Data shown.
=== Begin Enclosure ===

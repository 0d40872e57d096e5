//! Session integration tests
//!
//! Full configure / filter / finish cycles over throwaway projects.

mod common;

use std::collections::BTreeSet;

use common::{node_files, TestProject};
use test_delta::{
    DeltaConfig, ExitStatus, FirstRunReason, Session, SessionState, Snapshot, SnapshotError,
};

fn set(items: &[&str]) -> BTreeSet<String> {
    items.iter().map(|s| s.to_string()).collect()
}

fn selected_tests(project: &TestProject) -> BTreeSet<String> {
    let session = Session::configure(project.config());
    match session.state() {
        SessionState::Selected(analysis) => analysis.selected_tests.clone(),
        SessionState::NoChanges => BTreeSet::new(),
        other => panic!("expected a selecting session, got {:?}", other),
    }
}

#[test]
fn test_changing_utils_selects_calculator_chain() {
    let project = TestProject::calculator();
    project.baseline();

    project.write("utils.py", "def add(a, b):\n    return a + b + 0\n");
    let session = Session::configure(project.config());
    let analysis = session.analysis().expect("expected analysis");
    assert_eq!(
        analysis.affected,
        set(&["calculator.py", "test_calculator.py", "utils.py"])
    );
    assert_eq!(analysis.selected_tests, set(&["test_calculator.py"]));

    let selection = session.filter(project.items(&["test_calculator.py", "test_standalone.py"]));
    assert_eq!(node_files(&selection.selected), vec!["test_calculator.py"]);
    assert_eq!(node_files(&selection.deselected), vec!["test_standalone.py"]);
}

#[test]
fn test_unchanged_tree_runs_nothing_and_reports_success() {
    let project = TestProject::calculator();
    project.baseline();

    let session = Session::configure(project.config());
    assert!(matches!(session.state(), SessionState::NoChanges));
    let selection = session.filter(project.items(&["test_calculator.py", "test_standalone.py"]));
    assert!(selection.selected.is_empty());

    let outcome = session.finish(ExitStatus::NoTestsCollected);
    assert_eq!(outcome.exit_status, ExitStatus::Ok);
    assert!(!outcome.saved);
}

#[test]
fn test_analysis_is_idempotent() {
    let project = TestProject::calculator();
    project.baseline();
    project.write(
        "calculator.py",
        "from utils import add\n\ndef calculate(a, b):\n    return add(b, a)\n",
    );

    let first = Session::configure(project.config());
    let second = Session::configure(project.config());
    assert_eq!(
        first.analysis().unwrap().affected,
        second.analysis().unwrap().affected
    );
}

#[test]
fn test_new_test_file_always_selected() {
    let project = TestProject::calculator();
    project.baseline();

    project.write("test_fresh.py", "def test_fresh():\n    pass\n");
    assert_eq!(selected_tests(&project), set(&["test_fresh.py"]));
}

#[test]
fn test_root_conftest_selects_every_test() {
    let project = TestProject::calculator();
    project.write("tests/unit/test_a.py", "def test_a():\n    pass\n");
    project.write("conftest.py", "");
    project.baseline();

    project.write("conftest.py", "import pytest\n");
    assert_eq!(
        selected_tests(&project),
        set(&["test_calculator.py", "test_standalone.py", "tests/unit/test_a.py"])
    );
}

#[test]
fn test_nested_conftest_selects_its_subtree_only() {
    let project = TestProject::new();
    project.write("tests/unit/conftest.py", "");
    project.write("tests/unit/test_a.py", "def test_a():\n    pass\n");
    project.write("tests/unit/deep/test_b.py", "def test_b():\n    pass\n");
    project.write("tests/integration/test_c.py", "def test_c():\n    pass\n");
    project.write("tests/unit_extra/test_d.py", "def test_d():\n    pass\n");
    project.baseline();

    project.write(
        "tests/unit/conftest.py",
        "import pytest\n\n@pytest.fixture\ndef value():\n    return 1\n",
    );
    assert_eq!(
        selected_tests(&project),
        set(&["tests/unit/deep/test_b.py", "tests/unit/test_a.py"])
    );
}

#[test]
fn test_deleted_module_marks_former_dependents() {
    let project = TestProject::new();
    project.write("helpers.py", "def help():\n    return 1\n");
    project.write(
        "test_helpers.py",
        "from helpers import help\n\ndef test_help():\n    assert help()\n",
    );
    project.write("test_other.py", "def test_other():\n    pass\n");
    project.baseline();

    project.remove("helpers.py");
    let session = Session::configure(project.config());
    let analysis = session.analysis().expect("expected analysis");
    assert_eq!(analysis.changes.deleted, set(&["helpers.py"]));
    assert_eq!(analysis.selected_tests, set(&["test_helpers.py"]));
}

#[test]
fn test_package_init_change_reaches_submodule_importers() {
    let project = TestProject::new();
    project.write("pkg/__init__.py", "");
    project.write("pkg/sub/__init__.py", "");
    project.write("pkg/sub/core.py", "VALUE = 1\n");
    project.write(
        "tests/test_core.py",
        "from pkg.sub.core import VALUE\n\ndef test_value():\n    assert VALUE\n",
    );
    project.write("tests/test_other.py", "def test_other():\n    pass\n");
    project.baseline();

    project.write("pkg/__init__.py", "from .sub import core\n");
    assert_eq!(selected_tests(&project), set(&["tests/test_core.py"]));
}

#[test]
fn test_relative_imports_are_followed() {
    let project = TestProject::new();
    project.write("app/__init__.py", "");
    project.write("app/models.py", "class User:\n    pass\n");
    project.write("app/views.py", "from .models import User\n");
    project.write("app/tests/__init__.py", "");
    project.write(
        "app/tests/test_views.py",
        "from ..views import *\n\ndef test_views():\n    pass\n",
    );
    project.baseline();

    project.write("app/models.py", "class User:\n    name = 'x'\n");
    assert_eq!(selected_tests(&project), set(&["app/tests/test_views.py"]));
}

#[test]
fn test_src_layout_imports_resolve_without_prefix() {
    let project = TestProject::new();
    project.write("src/mylib/__init__.py", "");
    project.write("src/mylib/math.py", "def double(x):\n    return 2 * x\n");
    project.write(
        "tests/test_math.py",
        "from mylib.math import double\n\ndef test_double():\n    assert double(2) == 4\n",
    );
    project.baseline();

    project.write("src/mylib/math.py", "def double(x):\n    return x + x\n");
    assert_eq!(selected_tests(&project), set(&["tests/test_math.py"]));
}

#[test]
fn test_failed_run_keeps_previous_baseline() {
    let project = TestProject::calculator();
    project.baseline();
    let before = Snapshot::load(&project.config().snapshot_path).unwrap().unwrap();

    project.write("utils.py", "def add(a, b):\n    return a - b\n");
    let outcome = Session::configure(project.config()).finish(ExitStatus::TestsFailed);
    assert!(!outcome.saved);
    assert_eq!(outcome.exit_status, ExitStatus::TestsFailed);

    let after = Snapshot::load(&project.config().snapshot_path).unwrap().unwrap();
    assert_eq!(before, after);

    // Still selected next time, since the baseline never moved
    assert_eq!(selected_tests(&project), set(&["test_calculator.py"]));
}

#[test]
fn test_green_run_moves_baseline_forward() {
    let project = TestProject::calculator();
    project.baseline();

    project.write("utils.py", "def add(a, b):\n    return b + a\n");
    let outcome = Session::configure(project.config()).finish(ExitStatus::Ok);
    assert!(outcome.saved);

    let session = Session::configure(project.config());
    assert!(matches!(session.state(), SessionState::NoChanges));
}

#[test]
fn test_snapshot_from_newer_schema_degrades_to_full_run() {
    let project = TestProject::calculator();
    project.write(
        ".delta-snapshot.json",
        r#"{"version": 999, "file_hashes": {}, "graph": {"forward": {}, "reverse": {}}}"#,
    );
    assert!(matches!(
        Snapshot::load(&project.config().snapshot_path),
        Err(SnapshotError::VersionTooNew { found: 999, .. })
    ));

    let session = Session::configure(project.config());
    assert!(matches!(
        session.state(),
        SessionState::FirstRun(FirstRunReason::Degraded)
    ));
    let selection = session.filter(project.items(&["test_calculator.py", "test_standalone.py"]));
    assert_eq!(selection.selected.len(), 2);

    // A green full run replaces the unreadable snapshot
    assert!(session.finish(ExitStatus::Ok).saved);
    assert!(Snapshot::load(&project.config().snapshot_path).unwrap().is_some());
}

#[test]
fn test_rebuild_ignores_existing_snapshot() {
    let project = TestProject::calculator();
    project.baseline();

    let config = DeltaConfig::builder(project.root()).rebuild(true).build().unwrap();
    let session = Session::configure(config);
    assert!(matches!(
        session.state(),
        SessionState::FirstRun(FirstRunReason::Rebuild)
    ));
}

#[test]
fn test_ignored_paths_are_not_tracked() {
    let project = TestProject::calculator();
    project.write("scripts/tool.py", "import utils\n");
    let config = DeltaConfig::builder(project.root())
        .ignore("scripts/**")
        .build()
        .unwrap();
    assert!(Session::configure(config.clone()).finish(ExitStatus::Ok).saved);

    let snapshot = Snapshot::load(&config.snapshot_path).unwrap().unwrap();
    assert!(!snapshot.file_hashes.contains_key("scripts/tool.py"));
    assert!(snapshot.file_hashes.contains_key("utils.py"));
}

#[test]
fn test_always_run_glob_survives_no_changes() {
    let project = TestProject::calculator();
    project.baseline();

    let config = DeltaConfig::builder(project.root())
        .always_run("test_standalone.py")
        .build()
        .unwrap();
    let session = Session::configure(config);
    let selection = session.filter(project.items(&["test_calculator.py", "test_standalone.py"]));
    assert_eq!(node_files(&selection.selected), vec!["test_standalone.py"]);
}

#[test]
fn test_absolute_item_paths_are_matched() {
    let project = TestProject::calculator();
    project.baseline();
    project.write("utils.py", "def add(a, b):\n    return 0\n");

    let session = Session::configure(project.config());
    let items = vec![test_delta::TestItem::new(
        "test_calculator.py::test_calculate",
        project.path("test_calculator.py"),
    )];
    let selection = session.filter(items);
    assert_eq!(selection.selected.len(), 1);
    assert!(selection.deselected.is_empty());
}

#[test]
fn test_non_canonical_root_still_matches_absolute_items() {
    let project = TestProject::calculator();
    project.write("sub/keep.txt", "");
    project.baseline();
    project.write("utils.py", "def add(a, b):\n    return a + b + 0\n");

    // `<root>/sub/..` names the project but is not a prefix of item paths
    let detour = project.root().join("sub").join("..");
    let config = DeltaConfig::builder(&detour).build().unwrap();
    let session = Session::configure(config);

    let items = vec![
        test_delta::TestItem::new(
            "test_calculator.py::test_calculate",
            project.path("test_calculator.py"),
        ),
        test_delta::TestItem::new(
            "test_standalone.py::test_truth",
            project.path("test_standalone.py"),
        ),
    ];
    let selection = session.filter(items);
    assert_eq!(node_files(&selection.selected).len(), 1);
    assert!(node_files(&selection.selected)[0].ends_with("test_calculator.py"));
    assert_eq!(selection.deselected.len(), 1);
}

#[test]
fn test_git_base_changes_count_as_modified() {
    let project = TestProject::calculator();
    project.git(&["init", "-q"]);
    project.commit_all("init");
    project.write("utils.py", "def add(a, b):\n    return b + a\n");
    project.commit_all("edit utils");

    // Baseline already matches the working tree; only git sees the edit
    project.baseline();
    let config = DeltaConfig::builder(project.root())
        .git_base("HEAD~1")
        .build()
        .unwrap();
    let session = Session::configure(config);
    let analysis = session.analysis().expect("expected analysis");
    assert_eq!(analysis.changes.modified, set(&["utils.py"]));
    assert!(analysis.changes.added.is_empty());
    assert_eq!(analysis.selected_tests, set(&["test_calculator.py"]));
}

#[test]
fn test_git_base_failure_degrades_to_fingerprints() {
    let project = TestProject::calculator();
    project.baseline();

    // Not a git repository: no extra changes, no error
    let config = DeltaConfig::builder(project.root())
        .git_base("HEAD~1")
        .build()
        .unwrap();
    let session = Session::configure(config);
    assert!(matches!(session.state(), SessionState::NoChanges));
}
//! File-system [`Storage`] implementation.

use std::{
    fs, io,
    path::{Path, PathBuf},
};

use common::operations::{By, Delete, Insert, Select};
use tracerr::Traced;

use super::{Entry, Error, Key, Storage};

/// [`Storage`] keeping every entry in a separate file of a directory.
///
/// Entries are replaced atomically: a value is written into a temporary
/// file first and then renamed over the previous one.
#[derive(Clone, Debug)]
pub struct File {
    /// Directory the entries are stored in.
    dir: PathBuf,
}

impl File {
    /// Creates a new [`File`] storage in the provided directory.
    ///
    /// The directory is created lazily, on the first insertion.
    #[must_use]
    pub fn new(dir: impl Into<PathBuf>) -> Self {
        Self { dir: dir.into() }
    }

    /// Returns the directory of this [`File`] storage.
    #[must_use]
    pub fn dir(&self) -> &Path {
        &self.dir
    }

    /// Returns the path of the file storing the provided [`Key`].
    fn path(&self, key: Key) -> PathBuf {
        self.dir.join(
            key.as_str()
                .chars()
                .map(|c| if c.is_ascii_alphanumeric() { c } else { '_' })
                .collect::<String>(),
        )
    }
}

impl Storage<Select<By<Option<String>, Key>>> for File {
    type Ok = Option<String>;
    type Err = Traced<Error>;

    fn execute(
        &self,
        Select(by): Select<By<Option<String>, Key>>,
    ) -> Result<Self::Ok, Self::Err> {
        let bytes = match fs::read(self.path(by.into_inner())) {
            Ok(bytes) => bytes,
            Err(e) if e.kind() == io::ErrorKind::NotFound => return Ok(None),
            Err(e) => return Err(tracerr::new!(Error::Io(e))),
        };
        String::from_utf8(bytes)
            .map(Some)
            .map_err(tracerr::from_and_wrap!(=> Error))
    }
}

impl Storage<Insert<Entry>> for File {
    type Ok = ();
    type Err = Traced<Error>;

    fn execute(
        &self,
        Insert(entry): Insert<Entry>,
    ) -> Result<Self::Ok, Self::Err> {
        let Entry { key, value } = entry;

        fs::create_dir_all(&self.dir)
            .map_err(tracerr::from_and_wrap!(=> Error))?;

        let path = self.path(key);
        let tmp = path.with_extension("tmp");
        fs::write(&tmp, value)
            .and_then(|()| fs::rename(&tmp, &path))
            .map_err(|e| {
                _ = fs::remove_file(&tmp);
                tracerr::new!(Error::Io(e))
            })
    }
}

impl Storage<Delete<Key>> for File {
    type Ok = ();
    type Err = Traced<Error>;

    fn execute(&self, Delete(key): Delete<Key>) -> Result<Self::Ok, Self::Err> {
        match fs::remove_file(self.path(key)) {
            Ok(()) => Ok(()),
            Err(e) if e.kind() == io::ErrorKind::NotFound => Ok(()),
            Err(e) => Err(tracerr::new!(Error::Io(e))),
        }
    }
}

#[cfg(test)]
mod spec {
    use std::fs;

    use common::{
        operations::{By, Delete, Insert, Select},
        Handler as _,
    };

    use super::{Entry, Error, File, Key};

    fn get(storage: &File, key: Key) -> Option<String> {
        storage.execute(Select(By::new(key))).unwrap()
    }

    #[test]
    fn persists_entries_across_instances() {
        let dir = tempfile::tempdir().unwrap();
        let storage = File::new(dir.path().join("nested"));

        assert_eq!(get(&storage, Key::USERS_VERSION), None);
        storage
            .execute(Insert(Entry::new(Key::USERS_VERSION, "5")))
            .unwrap();

        let reopened = File::new(storage.dir());
        assert_eq!(get(&reopened, Key::USERS_VERSION).as_deref(), Some("5"));
        assert_eq!(get(&reopened, Key::USERS), None);
        assert!(dir.path().join("nested").join("users_v").exists());
    }

    #[test]
    fn deletes_entries() {
        let dir = tempfile::tempdir().unwrap();
        let storage = File::new(dir.path());

        storage.execute(Insert(Entry::new(Key::SESSION, "1"))).unwrap();
        storage.execute(Delete(Key::SESSION)).unwrap();
        assert_eq!(get(&storage, Key::SESSION), None);

        storage.execute(Delete(Key::SESSION)).unwrap();
    }

    #[test]
    fn reports_non_utf8_values_as_corrupted() {
        let dir = tempfile::tempdir().unwrap();
        let storage = File::new(dir.path());
        fs::write(dir.path().join("users"), [0xff, 0xfe, b'[']).unwrap();

        let err = storage.execute(Select(By::new(Key::USERS))).unwrap_err();

        assert!(matches!(err.as_ref(), Error::Corrupted(_)));
    }

    #[test]
    fn cleans_up_after_failed_replacement() {
        let dir = tempfile::tempdir().unwrap();
        let storage = File::new(dir.path());
        fs::create_dir_all(dir.path().join("users").join("occupied")).unwrap();

        let res = storage.execute(Insert(Entry::new(Key::USERS, "[]")));

        assert!(res.is_err());
        assert!(!dir.path().join("users.tmp").exists());
        assert!(dir.path().join("users").is_dir());
    }
}
//! [`User`] definitions.

use std::{num::NonZeroU32, str::FromStr, sync::LazyLock};

#[cfg(doc)]
use common::DateTime;
use common::{define_kind, unit, DateTimeOf};
use derive_more::{AsRef, Display, From, FromStr, Into};
use regex::Regex;
use serde::{Deserialize, Serialize};

/// Synthetic platform user.
///
/// Field names follow the persisted snapshot layout.
#[derive(Clone, Debug, Deserialize, Eq, PartialEq, Serialize)]
pub struct User {
    /// ID of this [`User`].
    pub id: Id,

    /// [`Organization`] this [`User`] belongs to.
    pub organization: Organization,

    /// Display [`Name`] of this [`User`].
    #[serde(rename = "username")]
    pub name: Name,

    /// [`Email`] of this [`User`].
    pub email: Email,

    /// [`Phone`] of this [`User`].
    #[serde(rename = "phoneNumber")]
    pub phone: Phone,

    /// [`DateTime`] when this [`User`] joined.
    #[serde(rename = "dateJoined")]
    pub joined_at: JoiningDateTime,

    /// [`Status`] of this [`User`].
    pub status: Status,
}

/// ID of a [`User`].
///
/// IDs are assigned sequentially starting from `1`.
#[derive(
    Clone,
    Copy,
    Debug,
    Deserialize,
    Display,
    Eq,
    From,
    FromStr,
    Hash,
    Into,
    Ord,
    PartialEq,
    PartialOrd,
    Serialize,
)]
#[serde(transparent)]
pub struct Id(NonZeroU32);

impl Id {
    /// Creates a new [`Id`] out of the provided number.
    ///
    /// [`None`] is returned for `0`.
    #[must_use]
    pub const fn new(id: u32) -> Option<Self> {
        match NonZeroU32::new(id) {
            Some(id) => Some(Self(id)),
            None => None,
        }
    }

    /// Returns the numeric value of this [`Id`].
    #[must_use]
    pub const fn get(self) -> u32 {
        self.0.get()
    }
}

/// Name of an organization a [`User`] belongs to.
#[derive(AsRef, Clone, Debug, Deserialize, Display, Eq, PartialEq, Serialize)]
#[as_ref(str)]
#[serde(transparent)]
pub struct Organization(String);

impl Organization {
    /// Creates a new [`Organization`].
    ///
    /// # Safety
    ///
    /// The caller must ensure that the given `name` matches the format.
    #[expect(unsafe_code, reason = "bypass")]
    #[must_use]
    pub unsafe fn new_unchecked(name: impl Into<String>) -> Self {
        Self(name.into())
    }

    /// Creates a new [`Organization`] if the given `name` is valid.
    #[must_use]
    pub fn new(name: impl Into<String>) -> Option<Self> {
        let name = name.into();
        Name::check(&name).then_some(Self(name))
    }

    /// Returns the e-mail domain of this [`Organization`]: its lowercased
    /// name stripped to ASCII letters and digits, followed by `.com`.
    #[must_use]
    pub fn domain(&self) -> String {
        let slug = self
            .0
            .to_lowercase()
            .chars()
            .filter(char::is_ascii_alphanumeric)
            .collect::<String>();
        format!("{slug}.com")
    }
}

/// Display name of a [`User`].
#[derive(AsRef, Clone, Debug, Deserialize, Display, Eq, PartialEq, Serialize)]
#[as_ref(str)]
#[serde(transparent)]
pub struct Name(String);

impl Name {
    /// Creates a new [`Name`].
    ///
    /// # Safety
    ///
    /// The caller must ensure that the given `name` matches the format.
    #[expect(unsafe_code, reason = "bypass")]
    #[must_use]
    pub unsafe fn new_unchecked(name: impl Into<String>) -> Self {
        Self(name.into())
    }

    /// Creates a new [`Name`] if the given `name` is valid.
    #[must_use]
    pub fn new(name: impl Into<String>) -> Option<Self> {
        let name = name.into();
        Self::check(&name).then_some(Self(name))
    }

    /// Checks whether the given `name` is a valid [`Name`].
    fn check(name: impl AsRef<str>) -> bool {
        let name = name.as_ref();
        name.trim() == name && !name.is_empty() && name.len() <= 512
    }
}

impl FromStr for Name {
    type Err = &'static str;

    fn from_str(s: &str) -> Result<Self, Self::Err> {
        Self::new(s).ok_or("invalid `Name`")
    }
}

/// Email address of a [`User`].
#[derive(AsRef, Clone, Debug, Deserialize, Display, Eq, PartialEq, Serialize)]
#[as_ref(str)]
#[serde(transparent)]
pub struct Email(String);

impl Email {
    /// Creates a new [`Email`].
    ///
    /// # Safety
    ///
    /// The caller must ensure that the given `address` matches the format.
    #[expect(unsafe_code, reason = "bypass")]
    #[must_use]
    pub unsafe fn new_unchecked(address: impl Into<String>) -> Self {
        Self(address.into())
    }

    /// Creates a new [`Email`] if the given `address` is valid.
    #[must_use]
    pub fn new(address: impl Into<String>) -> Option<Self> {
        let address = address.into();
        Self::check(&address).then_some(Self(address))
    }

    /// Checks whether the given `address` is a valid [`Email`].
    fn check(address: impl AsRef<str>) -> bool {
        /// Regular expression checking [`Email`] format.
        static REGEX: LazyLock<Regex> = LazyLock::new(|| {
            Regex::new(r"^[^\s@]+@[^\s@]+\.[^\s@]+$").expect("valid regex")
        });

        REGEX.is_match(address.as_ref())
    }

    /// Returns this [`Email`] lowercased.
    #[must_use]
    pub fn to_lowercase(&self) -> Self {
        Self(self.0.to_lowercase())
    }
}

impl FromStr for Email {
    type Err = &'static str;

    fn from_str(s: &str) -> Result<Self, Self::Err> {
        Self::new(s).ok_or("invalid `Email`")
    }
}

/// Phone number of a [`User`]: 11 digits without any separators.
#[derive(AsRef, Clone, Debug, Deserialize, Display, Eq, PartialEq, Serialize)]
#[as_ref(str)]
#[serde(transparent)]
pub struct Phone(String);

impl Phone {
    /// Creates a new [`Phone`].
    ///
    /// # Safety
    ///
    /// The caller must ensure that the given `number` matches the format.
    #[expect(unsafe_code, reason = "bypass")]
    #[must_use]
    pub unsafe fn new_unchecked(number: impl Into<String>) -> Self {
        Self(number.into())
    }

    /// Creates a new [`Phone`] if the given `number` is valid.
    #[must_use]
    pub fn new(number: impl Into<String>) -> Option<Self> {
        let number = number.into();
        Self::check(&number).then_some(Self(number))
    }

    /// Checks whether the given `number` is a valid [`Phone`].
    fn check(number: impl AsRef<str>) -> bool {
        /// Regular expression checking [`Phone`] format.
        static REGEX: LazyLock<Regex> =
            LazyLock::new(|| Regex::new(r"^\d{11}$").expect("valid regex"));

        REGEX.is_match(number.as_ref())
    }
}

impl FromStr for Phone {
    type Err = &'static str;

    fn from_str(s: &str) -> Result<Self, Self::Err> {
        Self::new(s).ok_or("invalid `Phone`")
    }
}

define_kind! {
    #[doc = "Status of a [`User`]."]
    enum Status {
        #[doc = "User is active."]
        Active = 1,

        #[doc = "User is inactive."]
        Inactive = 2,

        #[doc = "User awaits activation."]
        Pending = 3,

        #[doc = "User is blacklisted."]
        Blacklisted = 4,
    }
}

/// [`DateTime`] when a [`User`] joined.
pub type JoiningDateTime = DateTimeOf<(User, unit::Joining)>;

#[cfg(test)]
mod spec {
    use std::str::FromStr as _;

    use super::{Email, Id, Name, Organization, Phone, Status};

    #[test]
    fn organization_domain() {
        let org = Organization::new("CrediWave").unwrap();
        assert_eq!(org.domain(), "crediwave.com");

        let org = Organization::new("iPay 2-Go!").unwrap();
        assert_eq!(org.domain(), "ipay2go.com");
    }

    #[test]
    fn ids_are_positive() {
        assert_eq!(Id::new(1).map(Id::get), Some(1));
        assert!(Id::new(0).is_none());
        assert_eq!(Id::from_str("42").unwrap().get(), 42);
        assert!(Id::from_str("0").is_err());
        assert!(Id::from_str("abc").is_err());
    }

    #[test]
    fn validates_formats() {
        assert!(Phone::new("08012345678").is_some());
        assert!(Phone::new("0801234567").is_none());
        assert!(Phone::new("080-1234-567").is_none());

        assert!(Email::new("grace@lendsqr.com").is_some());
        assert!(Email::new("grace@lendsqr").is_none());
        assert!(Email::new("grace lendsqr.com").is_none());

        assert!(Name::new("Grace Effiom").is_some());
        assert!(Name::new(" Grace").is_none());
        assert!(Name::new("").is_none());
    }

    #[test]
    fn statuses_are_ordered() {
        assert_eq!(
            Status::all(),
            [
                Status::Active,
                Status::Inactive,
                Status::Pending,
                Status::Blacklisted,
            ],
        );
        assert_eq!(Status::Blacklisted.to_string(), "Blacklisted");
        assert_eq!(Status::from_str("Pending").unwrap(), Status::Pending);
        assert!(Status::from_str("pending").is_err());
    }
}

=== End Enclosure ===

Task prompt.
I'd like an exact copy of the lines above, from the very first one through the line that contains "fn set(items: &[&str])", with nothing else added.

Output of the task.
repository 0d40872e57d096e5
//! Session integration tests
//!
//! Full configure / filter / finish cycles over throwaway projects.

mod common;

use std::collections::BTreeSet;

use common::{node_files, TestProject};
use test_delta::{
    DeltaConfig, ExitStatus, FirstRunReason, Session, SessionState, Snapshot, SnapshotError,
};

fn set(items: &[&str]) -> BTreeSet<String> {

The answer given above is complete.